WORK ITEM. The reply should be an exact transcription of every record.

################

//! Process configuration read from the environment.

use std::net::SocketAddr;
use std::time::Duration;

use chunkline_infra::{OrchestratorConfig, SweepConfig, WorkerConfig};
use chunkline_observability::LogFormat;

const DEFAULT_BIND_ADDR: &str = "0.0.0.0:8080";
const DEFAULT_REDIS_URL: &str = "redis://localhost:6379";

#[derive(Debug, Clone, PartialEq, Eq)]
pub struct AppConfig {
    pub bind_addr: SocketAddr,
    pub log_format: LogFormat,
    /// Postgres record store + Redis queue instead of in-memory ones.
    pub use_persistent_stores: bool,
    pub database_url: Option<String>,
    pub redis_url: String,
    pub chunk_timeout: Duration,
    pub sweep_interval: Duration,
    pub worker_concurrency: usize,
}

impl Default for AppConfig {
    fn default() -> Self {
        let orchestrator = OrchestratorConfig::default();
        Self {
            bind_addr: SocketAddr::from(([0, 0, 0, 0], 8080)),
            log_format: LogFormat::Json,
            use_persistent_stores: false,
            database_url: None,
            redis_url: DEFAULT_REDIS_URL.to_string(),
            chunk_timeout: orchestrator.chunk_timeout,
            sweep_interval: SweepConfig::default().interval,
            worker_concurrency: WorkerConfig::default().max_concurrent,
        }
    }
}

impl AppConfig {
    pub fn from_env() -> Self {
        Self::from_lookup(|name| std::env::var(name).ok())
    }

    /// `LOG_FORMAT` alone, read without logging so tracing can be set up before
    /// [`Self::from_env`] reports bad values.
    pub fn log_format_from_env() -> LogFormat {
        Self::log_format_from_lookup(|name| std::env::var(name).ok())
    }

    pub fn log_format_from_lookup(lookup: impl Fn(&str) -> Option<String>) -> LogFormat {
        lookup("LOG_FORMAT")
            .and_then(|raw| LogFormat::parse(&raw))
            .unwrap_or(LogFormat::Json)
    }

    /// Build from any variable source. Unparseable values fall back to defaults.
    pub fn from_lookup(lookup: impl Fn(&str) -> Option<String>) -> Self {
        let defaults = Self::default();

        let bind_addr = parsed(&lookup, "BIND_ADDR", defaults.bind_addr, DEFAULT_BIND_ADDR);
        if let Some(raw) = lookup("LOG_FORMAT").filter(|raw| LogFormat::parse(raw).is_none()) {
            tracing::warn!(value = %raw, "LOG_FORMAT not recognised; using json");
        }
        let log_format = Self::log_format_from_lookup(&lookup);
        let use_persistent_stores = parsed(&lookup, "USE_PERSISTENT_STORES", false, "false");
        let chunk_timeout_secs = parsed(
            &lookup,
            "CHUNK_TIMEOUT_SECS",
            defaults.chunk_timeout.as_secs(),
            "3600",
        );
        let sweep_interval_secs = parsed(
            &lookup,
            "SWEEP_INTERVAL_SECS",
            defaults.sweep_interval.as_secs(),
            "300",
        );
        let worker_concurrency = parsed(
            &lookup,
            "WORKER_CONCURRENCY",
            defaults.worker_concurrency,
            "4",
        );

        Self {
            bind_addr,
            log_format,
            use_persistent_stores,
            database_url: lookup("DATABASE_URL").filter(|v| !v.trim().is_empty()),
            redis_url: lookup("REDIS_URL").unwrap_or(defaults.redis_url),
            chunk_timeout: Duration::from_secs(chunk_timeout_secs.max(1)),
            sweep_interval: Duration::from_secs(sweep_interval_secs.max(1)),
            worker_concurrency: worker_concurrency.max(1),
        }
    }

    /// Orchestrator settings; the lease and the lock wait are kept above the chunk
    /// timeout.
    pub fn orchestrator(&self) -> OrchestratorConfig {
        let defaults = OrchestratorConfig::default();
        let lease = defaults.lock_lease.max(self.chunk_timeout * 2);
        defaults
            .with_chunk_timeout(self.chunk_timeout)
            .with_lock_lease(lease)
    }

    pub fn worker(&self) -> WorkerConfig {
        WorkerConfig::default().with_max_concurrent(self.worker_concurrency)
    }

    pub fn sweep(&self) -> SweepConfig {
        SweepConfig::default().with_interval(self.sweep_interval)
    }
}

fn parsed<T: std::str::FromStr>(
    lookup: &impl Fn(&str) -> Option<String>,
    name: &str,
    default: T,
    shown_default: &str,
) -> T {
    let Some(raw) = lookup(name) else {
        return default;
    };
    match raw.trim().parse() {
        Ok(value) => value,
        Err(_) => {
            tracing::warn!(variable = name, value = %raw, default = shown_default, "invalid value; using default");
            default
        }
    }
}
use chrono::{DateTime, Utc};
use serde::Serialize;

use chunkline_core::{BatchKey, BatchRecord, BatchState};

/// Result of one `resume` call.
#[derive(Debug, Clone, PartialEq, Eq)]
pub enum ResumeOutcome {
    /// No record for the key.
    Absent,
    /// Another worker holds the lock; this trigger was dropped.
    Skipped,
    /// The job had already finished; nothing ran.
    AlreadyFinished,
    /// One chunk ran; the next one is scheduled.
    Advanced {
        processed: u64,
        next_run_at: DateTime<Utc>,
    },
    /// The fetch came back empty and the job finished.
    Finished { processed: u64 },
}

/// What a sweep scheduled.
#[derive(Debug, Clone, Default, PartialEq, Eq, Serialize)]
pub struct SweepReport {
    pub scanned: usize,
    pub resumes_scheduled: usize,
    pub cleanups_scheduled: usize,
}

/// Read-only view of a record with its derived values.
#[derive(Debug, Clone, PartialEq, Serialize)]
pub struct BatchStatus {
    pub key: BatchKey,
    pub state: BatchState,
    pub handler_name: Option<String>,
    pub item_type: Option<String>,
    pub chunk_size: u64,
    pub expected_count: Option<u64>,
    pub processed_count: u64,
    pub cursor: Option<serde_json::Value>,
    pub started_at: DateTime<Utc>,
    pub finished_at: Option<DateTime<Utc>>,
    pub cancelled_at: Option<DateTime<Utc>>,
    pub expires_at: DateTime<Utc>,
    pub kept_until: DateTime<Utc>,
    pub next_run_at: Option<DateTime<Utc>>,
    pub last_chunk_started_at: Option<DateTime<Utc>>,
    pub last_chunk_finished_at: Option<DateTime<Utc>>,
}

impl BatchStatus {
    pub fn from_record(record: &BatchRecord, now: DateTime<Utc>) -> Self {
        Self {
            key: record.key().clone(),
            state: record.state(now),
            handler_name: record.handler_name().map(str::to_string),
            item_type: record.item_type().map(str::to_string),
            chunk_size: record.chunk_size(),
            expected_count: record.expected_count(),
            processed_count: record.processed_count(),
            cursor: record.cursor().cloned(),
            started_at: record.started_at(),
            finished_at: record.finished_at(),
            cancelled_at: record.cancelled_at(),
            expires_at: record.expires_at(),
            kept_until: record.kept_until(),
            next_run_at: record.next_run_at(now),
            last_chunk_started_at: record.last_chunk_started_at(),
            last_chunk_finished_at: record.last_chunk_finished_at(),
        }
    }
}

################

YOUR RESPONSE.
//! Process configuration read from the environment.

use std::net::SocketAddr;
use std::time::Duration;

use chunkline_infra::{OrchestratorConfig, SweepConfig, WorkerConfig};
use chunkline_observability::LogFormat;

const DEFAULT_BIND_ADDR: &str = "0.0.0.0:8080";
const DEFAULT_REDIS_URL: &str = "redis://localhost:6379";

#[derive(Debug, Clone, PartialEq, Eq)]
pub struct AppConfig {
    pub bind_addr: SocketAddr,
    pub log_format: LogFormat,
    /// Postgres record store + Redis queue instead of in-memory ones.
    pub use_persistent_stores: bool,
    pub database_url: Option<String>,
    pub redis_url: String,
    pub chunk_timeout: Duration,
    pub sweep_interval: Duration,
    pub worker_concurrency: usize,
}

impl Default for AppConfig {
    fn default() -> Self {
        let orchestrator = OrchestratorConfig::default();
        Self {
            bind_addr: SocketAddr::from(([0, 0, 0, 0], 8080)),
            log_format: LogFormat::Json,
            use_persistent_stores: false,
            database_url: None,
            redis_url: DEFAULT_REDIS_URL.to_string(),
            chunk_timeout: orchestrator.chunk_timeout,
            sweep_interval: SweepConfig::default().interval,
            worker_concurrency: WorkerConfig::default().max_concurrent,
        }
    }
}

impl AppConfig {
    pub fn from_env() -> Self {
        Self::from_lookup(|name| std::env::var(name).ok())
    }

    /// `LOG_FORMAT` alone, read without logging so tracing can be set up before
    /// [`Self::from_env`] reports bad values.
    pub fn log_format_from_env() -> LogFormat {
        Self::log_format_from_lookup(|name| std::env::var(name).ok())
    }

    pub fn log_format_from_lookup(lookup: impl Fn(&str) -> Option<String>) -> LogFormat {
        lookup("LOG_FORMAT")
            .and_then(|raw| LogFormat::parse(&raw))
            .unwrap_or(LogFormat::Json)
    }

    /// Build from any variable source. Unparseable values fall back to defaults.
    pub fn from_lookup(lookup: impl Fn(&str) -> Option<String>) -> Self {
        let defaults = Self::default();

        let bind_addr = parsed(&lookup, "BIND_ADDR", defaults.bind_addr, DEFAULT_BIND_ADDR);
        if let Some(raw) = lookup("LOG_FORMAT").filter(|raw| LogFormat::parse(raw).is_none()) {
            tracing::warn!(value = %raw, "LOG_FORMAT not recognised; using json");
        }
        let log_format = Self::log_format_from_lookup(&lookup);
        let use_persistent_stores = parsed(&lookup, "USE_PERSISTENT_STORES", false, "false");
        let chunk_timeout_secs = parsed(
            &lookup,
            "CHUNK_TIMEOUT_SECS",
            defaults.chunk_timeout.as_secs(),
            "3600",
        );
        let sweep_interval_secs = parsed(
            &lookup,
            "SWEEP_INTERVAL_SECS",
            defaults.sweep_interval.as_secs(),
            "300",
        );
        let worker_concurrency = parsed(
            &lookup,
            "WORKER_CONCURRENCY",
            defaults.worker_concurrency,
            "4",
        );

        Self {
            bind_addr,
            log_format,
            use_persistent_stores,
            database_url: lookup("DATABASE_URL").filter(|v| !v.trim().is_empty()),
            redis_url: lookup("REDIS_URL").unwrap_or(defaults.redis_url),
            chunk_timeout: Duration::from_secs(chunk_timeout_secs.max(1)),
            sweep_interval: Duration::from_secs(sweep_interval_secs.max(1)),
            worker_concurrency: worker_concurrency.max(1),
        }
    }

    /// Orchestrator settings; the lease and the lock wait are kept above the chunk
    /// timeout.
    pub fn orchestrator(&self) -> OrchestratorConfig {
        let defaults = OrchestratorConfig::default();
        let lease = defaults.lock_lease.max(self.chunk_timeout * 2);
        defaults
            .with_chunk_timeout(self.chunk_timeout)
            .with_lock_lease(lease)
    }

    pub fn worker(&self) -> WorkerConfig {
        WorkerConfig::default().with_max_concurrent(self.worker_concurrency)
    }

    pub fn sweep(&self) -> SweepConfig {
        SweepConfig::default().with_interval(self.sweep_interval)
    }
}

fn parsed<T: std::str::FromStr>(
    lookup: &impl Fn(&str) -> Option<String>,
    name: &str,
    default: T,
    shown_default: &str,
) -> T {
    let Some(raw) = lookup(name) else {
        return default;
    };
    match raw.trim().parse() {
        Ok(value) => value,
        Err(_) => {
            tracing::warn!(variable = name, value = %raw, default = shown_default, "invalid value; using default");
            default
        }
    }
}
use chrono::{DateTime, Utc};
use serde::Serialize;

use chunkline_core::{BatchKey, BatchRecord, BatchState};

/// Result of one `resume` call.
#[derive(Debug, Clone, PartialEq, Eq)]
pub enum ResumeOutcome {
    /// No record for the key.
    Absent,
    /// Another worker holds the lock; this trigger was dropped.
    Skipped,
    /// The job had already finished; nothing ran.
    AlreadyFinished,
    /// One chunk ran; the next one is scheduled.
    Advanced {
        processed: u64,
        next_run_at: DateTime<Utc>,
    },
    /// The fetch came back empty and the job finished.
    Finished { processed: u64 },
}

/// What a sweep scheduled.
#[derive(Debug, Clone, Default, PartialEq, Eq, Serialize)]
pub struct SweepReport {
    pub scanned: usize,
    pub resumes_scheduled: usize,
    pub cleanups_scheduled: usize,
}

/// Read-only view of a record with its derived values.
#[derive(Debug, Clone, PartialEq, Serialize)]
pub struct BatchStatus {
    pub key: BatchKey,
    pub state: BatchState,
    pub handler_name: Option<String>,
    pub item_type: Option<String>,
    pub chunk_size: u64,
    pub expected_count: Option<u64>,
    pub processed_count: u64,
    pub cursor: Option<serde_json::Value>,
    pub started_at: DateTime<Utc>,
    pub finished_at: Option<DateTime<Utc>>,
    pub cancelled_at: Option<DateTime<Utc>>,
    pub expires_at: DateTime<Utc>,
    pub kept_until: DateTime<Utc>,
    pub next_run_at: Option<DateTime<Utc>>,
    pub last_chunk_started_at: Option<DateTime<Utc>>,
    pub last_chunk_finished_at: Option<DateTime<Utc>>,
}

impl BatchStatus {
    pub fn from_record(record: &BatchRecord, now: DateTime<Utc>) -> Self {
        Self {
            key: record.key().clone(),
            state: record.state(now),
            handler_name: record.handler_name().map(str::to_string),
            item_type: record.item_type().map(str::to_string),
            chunk_size: record.chunk_size(),
            expected_count: record.expected_count(),
            processed_count: record.processed_count(),
            cursor: record.cursor().cloned(),
            started_at: record.started_at(),
            finished_at: record.finished_at(),
            cancelled_at: record.cancelled_at(),
            expires_at: record.expires_at(),
            kept_until: record.kept_until(),
            next_run_at: record.next_run_at(now),
            last_chunk_started_at: record.last_chunk_started_at(),
            last_chunk_finished_at: record.last_chunk_finished_at(),
        }
    }
}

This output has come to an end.